Fixed #27611 -- Doc'd that CSRF_COOKIE_HTTPONLY setting offers no security.

docs/ref/checks.txt

@@ -593,7 +593,9 @@ The following checks are run if you use the :option:`check --deploy` option:
   sniffers to steal the CSRF token.
 * **security.W017**: :setting:`CSRF_COOKIE_HTTPONLY` is not set to ``True``.
   Using an ``HttpOnly`` CSRF cookie makes it more difficult for cross-site
-  scripting attacks to steal the CSRF token.
+  scripting attacks to steal the CSRF token. *This check is removed in Django
+  1.11 as the* :setting:`CSRF_COOKIE_HTTPONLY` *setting offers no pratical
+  benefit.*
 * **security.W018**: You should not have :setting:`DEBUG` set to ``True`` in
   deployment.
 * **security.W019**: You have

docs/ref/settings.txt

@@ -334,10 +334,18 @@ Default: ``False``
 Whether to use ``HttpOnly`` flag on the CSRF cookie. If this is set to
 ``True``, client-side JavaScript will not to be able to access the CSRF cookie.
 
-This can help prevent malicious JavaScript from bypassing CSRF protection. If
-you enable this and need to send the value of the CSRF token with Ajax requests,
-your JavaScript will need to pull the value from a hidden CSRF token form input
-on the page instead of from the cookie.
+Designating the CSRF cookie as ``HttpOnly`` doesn't offer any practical
+protection because CSRF is only to protect against cross-domain attacks.
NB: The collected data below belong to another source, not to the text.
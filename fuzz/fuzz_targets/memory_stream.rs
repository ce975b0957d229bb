#![no_main]

use arbitrary::Arbitrary;
use libfuzzer_sys::fuzz_target;
use slv_stream::{
    MemoryStream, Stream, StreamConfig, read_f32, read_f32_arr, read_s16, read_s32, read_s32_arr,
    read_str, read_u16, read_u32, read_u32_arr,
};

#[derive(Arbitrary, Debug)]
enum Op {
    U16,
    S16,
    U32,
    S32,
    F32,
    Str,
    Buf(u8),
    U32Arr(u8),
    S32Arr(u8),
    F32Arr(u8),
}

#[derive(Arbitrary, Debug)]
struct Input {
    chunk: u8,
    ops: Vec<Op>,
    data: Vec<u8>,
}

// Fuzz target: arbitrary decode sequences over a memory stream.
//
// Checks the cursor invariant after every operation:
// - a scalar or buffer read either advances by its full width or not at all
// - the position never exceeds the data length
// - a failed scalar read leaves the position untouched
fuzz_target!(|input: Input| {
    let config = StreamConfig {
        string_chunk_size: usize::from(input.chunk),
        ..StreamConfig::default()
    };
    let mut stream = MemoryStream::with_config(&input.data, config);

    for op in &input.ops {
        let before = stream.position();
        let (ok, width) = match op {
            Op::U16 => (read_u16(&mut stream).is_ok(), Some(2)),
            Op::S16 => (read_s16(&mut stream).is_ok(), Some(2)),
            Op::U32 => (read_u32(&mut stream).is_ok(), Some(4)),
            Op::S32 => (read_s32(&mut stream).is_ok(), Some(4)),
            Op::F32 => (read_f32(&mut stream).is_ok(), Some(4)),
            Op::Buf(n) => {
                let mut buf = vec![0u8; usize::from(*n)];
                (stream.read_buf(&mut buf).is_ok(), Some(u64::from(*n)))
            }
            Op::Str => {
                let result = read_str(&mut stream);
                if let Ok(s) = &result {
                    assert_eq!(stream.position() - before, s.as_bytes_with_nul().len() as u64);
                }
                (result.is_ok(), None)
            }
            Op::U32Arr(n) => {
                let mut out = vec![0u32; usize::from(*n)];
                (read_u32_arr(&mut stream, &mut out).is_ok(), Some(4 * u64::from(*n)))
            }
            Op::S32Arr(n) => {
                let mut out = vec![0i32; usize::from(*n)];
                (read_s32_arr(&mut stream, &mut out).is_ok(), Some(4 * u64::from(*n)))
            }
            Op::F32Arr(n) => {
                let mut out = vec![0f32; usize::from(*n)];
                (read_f32_arr(&mut stream, &mut out).is_ok(), Some(4 * u64::from(*n)))
            }
        };

        let after = stream.position();
        assert!(after <= input.data.len() as u64);
        assert!(after >= before);
        if let Some(width) = width {
            if ok {
                assert_eq!(after - before, width);
            } else if !matches!(op, Op::U32Arr(_) | Op::S32Arr(_) | Op::F32Arr(_)) {
                assert_eq!(after, before);
            }
        }
    }
});
use std::collections::TryReserveError;
use std::io;
use std::path::PathBuf;

/// Errors that can occur while opening a stream or decoding from it.
///
/// Every failure falls into one of two kinds (see [`ErrorKind`]):
///
/// ```text
///   StreamError
///   ├── Open            ← Resource: file could not be opened
///   ├── OutOfMemory     ← Resource: growable buffer could not be grown
///   ├── OutOfBounds     ← Read: memory view has fewer bytes than requested
///   ├── Io              ← Read: file read failed (end of file or I/O error)
///   └── InvalidString   ← Read: decoded bytes are not a C string
/// ```
///
/// A single `read_buf` that fails has not moved the stream position; the
/// composite decoders (strings, arrays) keep whatever whole reads succeeded
/// before the failing one.
#[derive(Debug, thiserror::Error)]
pub enum StreamError {
    /// The file backing a [`FileStream`](crate::FileStream) could not be opened.
    #[error("cannot open {}: {source}", .path.display())]
    Open {
        path: PathBuf,
        #[source]
        source: io::Error,
    },

    /// A decoder buffer could not be grown to `requested` bytes.
    #[error("out of memory growing buffer to {requested} bytes")]
    OutOfMemory {
        requested: usize,
        #[source]
        source: TryReserveError,
    },

    /// A memory-backed read asked for more bytes than remain in the view.
    #[error("read of {requested} bytes at offset {offset} exceeds view ({available} bytes left)")]
    OutOfBounds {
        offset: u64,
        requested: usize,
        available: u64,
    },

    /// A file-backed read could not deliver `requested` bytes.
    #[error("read of {requested} bytes at offset {offset} failed: {source}")]
    Io {
        offset: u64,
        requested: usize,
        #[source]
        source: io::Error,
    },

    /// The bytes collected by the string decoder did not form a C string.
    ///
    /// `read_str` stops at the first nul, so it never produces this; the
    /// variant exists for decoders that take their bytes from elsewhere.
    #[error("string at offset {offset} is not nul-terminated exactly once")]
    InvalidString { offset: u64 },
}

/// The two failure classes a caller has to tell apart.
#[derive(Clone, Copy, Debug, PartialEq, Eq)]
pub enum ErrorKind {
    /// A file could not be opened or memory could not be allocated.
    Resource,
    /// The requested bytes were not available.
    Read,
}

impl StreamError {
    /// Classify this error as a resource or a read failure.
    #[must_use]
    pub fn kind(&self) -> ErrorKind {
        match self {
            Self::Open { .. } | Self::OutOfMemory { .. } => ErrorKind::Resource,
            Self::OutOfBounds { .. } | Self::Io { .. } | Self::InvalidString { .. } => {
                ErrorKind::Read
            }
        }
    }

    /// Whether the read failed only because the data ran out.
    #[must_use]
    pub fn is_eof(&self) -> bool {
        match self {
            Self::OutOfBounds { .. } => true,
            Self::Io { source, .. } => source.kind() == io::ErrorKind::UnexpectedEof,
            _ => false,
        }
    }
}

/// A convenience `Result` alias using [`StreamError`].
pub type Result<T> = std::result::Result<T, StreamError>;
If an
+attacker can read the cookie via JavaScript, they're already on the same domain
+as far as the browser knows, so they can do anything they like anyway. (XSS is
+a much bigger hole than CSRF.)
+
+Although the setting offers little practical benefit, it's sometimes required
+by security auditors.
+
+If you enable this and need to send the value of the CSRF token with an AJAX
+request, your JavaScript must pull the value from a hidden CSRF token form
+input on the page instead of from the cookie.
 
 See :setting:`SESSION_COOKIE_HTTPONLY` for details on ``HttpOnly``.